SWHarden.com

The personal website of Scott W Harden

Summarizing Blog Posts with AI

How I used Python to run the Llama 2 large language model locally and convert my rambling childhood blog posts into concise summaries

This page describes how I used a locally hosted generative AI to read blog posts I made as a child and summarize them using more professional language. In the early 2000s there was no Twitter, and the equivalent was making short blog posts every few days. Today this website is effectively a technology blog, and although I’m proud to have been blogging for over twenty years, I’m embarrassed enough by some of the content I wrote as a child that I have hundreds of posts hidden. I like the idea of respecting my past by keeping those old posts up in some form, and I hope that generative AI can help me do that using more professional language more consistent with the present tone of this website.

Background

This article builds upon my previous two articles:

Review the information on those pages for details about setting-up the Python environment required to use large language models and generative AI locally to answer questions about information contained in documents on the local filesystem.

Code

The following code uses LangChain to provide the tools for interpretation and generative AI. Specifically, the all-MiniLM-L6-v2 sentence transformer is used to interpret content of the old blog posts and store it in a FAISS vector database, then the Llama 2 large language model is used to answer questions about its content.

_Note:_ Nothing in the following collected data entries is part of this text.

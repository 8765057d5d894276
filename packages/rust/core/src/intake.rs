//! Turning a file on disk into classification input.

use std::path::Path;

use chrono::NaiveDate;
use tracing::debug;

use dealdesk_classifier::{ClassificationInput, ImagePayload};
use dealdesk_shared::{DealDeskError, DealDocument, Result};

pub const UNSUPPORTED_FORMAT_MESSAGE: &str =
    "Unsupported format. Provide an image (PNG/JPG) or a text file (.txt/.md).";

const IMAGE_TYPES: &[(&str, &str)] = &[
    ("png", "image/png"),
    ("jpg", "image/jpeg"),
    ("jpeg", "image/jpeg"),
    ("gif", "image/gif"),
    ("webp", "image/webp"),
    ("bmp", "image/bmp"),
    ("heic", "image/heic"),
];

const TEXT_TYPES: &[(&str, &str)] = &[
    ("txt", "text/plain"),
    ("text", "text/plain"),
    ("md", "text/markdown"),
    ("markdown", "text/markdown"),
    ("csv", "text/csv"),
];

#[derive(Debug, Clone, PartialEq)]
pub enum AttachmentBody {
    Image(ImagePayload),
    Text(String),
}

/// A file accepted for analysis.
#[derive(Debug, Clone, PartialEq)]
pub struct Attachment {
    pub name: String,
    pub mime_type: String,
    pub size: u64,
    pub body: AttachmentBody,
}

impl Attachment {
    /// Combine with optional typed text. A text file's content is appended
    /// after the typed text.
    pub fn into_input(self, typed: Option<String>) -> ClassificationInput {
        let typed = typed.filter(|t| !t.trim().is_empty());
        match self.body {
            AttachmentBody::Image(image) => ClassificationInput {
                text: typed,
                image: Some(image),
            },
            AttachmentBody::Text(content) => {
                let text = match typed {
                    Some(typed) => format!("{typed}\n\n{content}"),
                    None => content,
                };
                ClassificationInput {
                    text: Some(text),
                    image: None,
                }
            }
        }
    }

    /// Metadata recorded on a deal when the file is attached to it.
    pub fn document(&self, uploaded: NaiveDate) -> DealDocument {
        DealDocument {
            name: self.name.clone(),
            size: human_size(self.size),
            kind: self.mime_type.clone(),
            upload_date: uploaded,
        }
    }
}

/// Read `path` as an image or text attachment.
pub fn load_attachment(path: &Path) -> Result<Attachment> {
    let extension = path
        .extension()
        .and_then(|e| e.to_str())
        .map(str::to_ascii_lowercase)
        .unwrap_or_default();
    let name = path
        .file_name()
        .map(|n| n.to_string_lossy().into_owned())
        .unwrap_or_else(|| path.display().to_string());

    let lookup = |table: &[(&str, &'static str)]| {
        table
            .iter()
            .find(|(ext, _)| *ext == extension)
            .map(|(_, mime)| *mime)
    };

    if let Some(mime) = lookup(IMAGE_TYPES) {
        let bytes = std::fs::read(path).map_err(|e| DealDeskError::io(path, e))?;
        debug!(%name, mime, bytes = bytes.len(), "image attachment loaded");
        return Ok(Attachment {
            name,
            mime_type: mime.to_string(),
            size: bytes.len() as u64,
            body: AttachmentBody::Image(ImagePayload::from_bytes(mime, &bytes)),
        });
    }

    if let Some(mime) = lookup(TEXT_TYPES) {
        let text = std::fs::read_to_string(path).map_err(|e| DealDeskError::io(path, e))?;
        let text = text.strip_prefix('\u{feff}').map(str::to_string).unwrap_or(text);
        debug!(%name, mime, chars = text.len(), "text attachment loaded");
        return Ok(Attachment {
            name,
            mime_type: mime.to_string(),
            size: text.len() as u64,
            body: AttachmentBody::Text(text),
        });
    }

    Err(DealDeskError::validation(UNSUPPORTED_FORMAT_MESSAGE))
}

/// `512 B`, `1.2 KB`, `3.4 MB`.
pub fn human_size(bytes: u64) -> String {
    const KB: f64 = 1024.0;
    const MB: f64 = KB * 1024.0;
    let b = bytes as f64;
    if b >= MB {
        format!("{:.1} MB", b / MB)
    } else if b >= KB {
        format!("{:.1} KB", b / KB)
    } else {
        format!("{bytes} B")
    }
}

#[cfg(test)]
mod tests {
    use super::*;
    use uuid::Uuid;

    fn temp_file(ext: &str, contents: &[u8]) -> std::path::PathBuf {
        let path = std::env::temp_dir().join(format!("dd_intake_{}.{ext}", Uuid::now_v7()));
        std::fs::write(&path, contents).unwrap();
        path
    }

    #[test]
    fn image_becomes_base64_payload() {
        let path = temp_file("PNG", b"\x89PNG fake");
        let attachment = load_attachment(&path).unwrap();
        assert_eq!(attachment.mime_type, "image/png");
        match &attachment.body {
            AttachmentBody::Image(image) => {
                assert_eq!(image.mime_type, "image/png");
                assert!(!image.data.is_empty());
            }
            other => panic!("expected image, got {other:?}"),
        }
        let input = attachment.into_input(Some("see screenshot".into()));
        assert_eq!(input.text.as_deref(), Some("see screenshot"));
        assert!(input.image.is_some());
    }

    #[test]
    fn text_file_is_read_and_merged() {
        let path = temp_file("md", "Warehouse in Turin, 4000 sqm".as_bytes());
        let attachment = load_attachment(&path).unwrap();
        assert_eq!(attachment.mime_type, "text/markdown");
        let input = attachment.into_input(None);
        assert_eq!(input.text.as_deref(), Some("Warehouse in Turin, 4000 sqm"));
        assert!(input.image.is_none());
    }

    #[test]
    fn unsupported_extension_is_rejected() {
        let path = temp_file("pdf", b"%PDF-1.7");
        let err = load_attachment(&path).unwrap_err();
        assert!(err.to_string().contains("Unsupported format"));
    }

    #[test]
    fn document_metadata() {
        let path = temp_file("txt", &[b'a'; 2048]);
        let attachment = load_attachment(&path).unwrap();
        let doc = attachment.document(NaiveDate::from_ymd_opt(2026, 10, 18).unwrap());
        assert_eq!(doc.size, "2.0 KB");
        assert_eq!(doc.kind, "text/plain");
    }

    #[test]
    fn sizes() {
        assert_eq!(human_size(512), "512 B");
        assert_eq!(human_size(1536), "1.5 KB");
        assert_eq!(human_size(3 * 1024 * 1024), "3.0 MB");
    }
}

I am thankful to have kept all of my original blog posts (translated into Markdown format), so processing them individually is not be too complicated:

"""
This script uses AI to interpret old blog posts and generate 
new ones containing one-sentence summaries of their content.
"""

import pathlib
from langchain.document_loaders import DirectoryLoader, TextLoader, UnstructuredMarkdownLoader
from langchain.text_splitter import RecursiveCharacterTextSplitter
from langchain.embeddings import HuggingFaceEmbeddings
from langchain.vectorstores import FAISS
from langchain.llms import CTransformers
from langchain import PromptTemplate
from langchain.chains import RetrievalQA

def analyze(file: pathlib.Path) -> FAISS:
    """
    Interpret an old blog post in Markdown format
    and return its content as a vector database.
    """
    loader = UnstructuredMarkdownLoader(file)
    data = loader.load()
    splitter = RecursiveCharacterTextSplitter(chunk_size=500,
                                              chunk_overlap=50)
    texts = splitter.split_documents(data)
    embeddings = HuggingFaceEmbeddings(
        model_name="sentence-transformers/all-MiniLM-L6-v2",
        model_kwargs={'device': 'cpu'})
    return FAISS.from_documents(texts, embeddings)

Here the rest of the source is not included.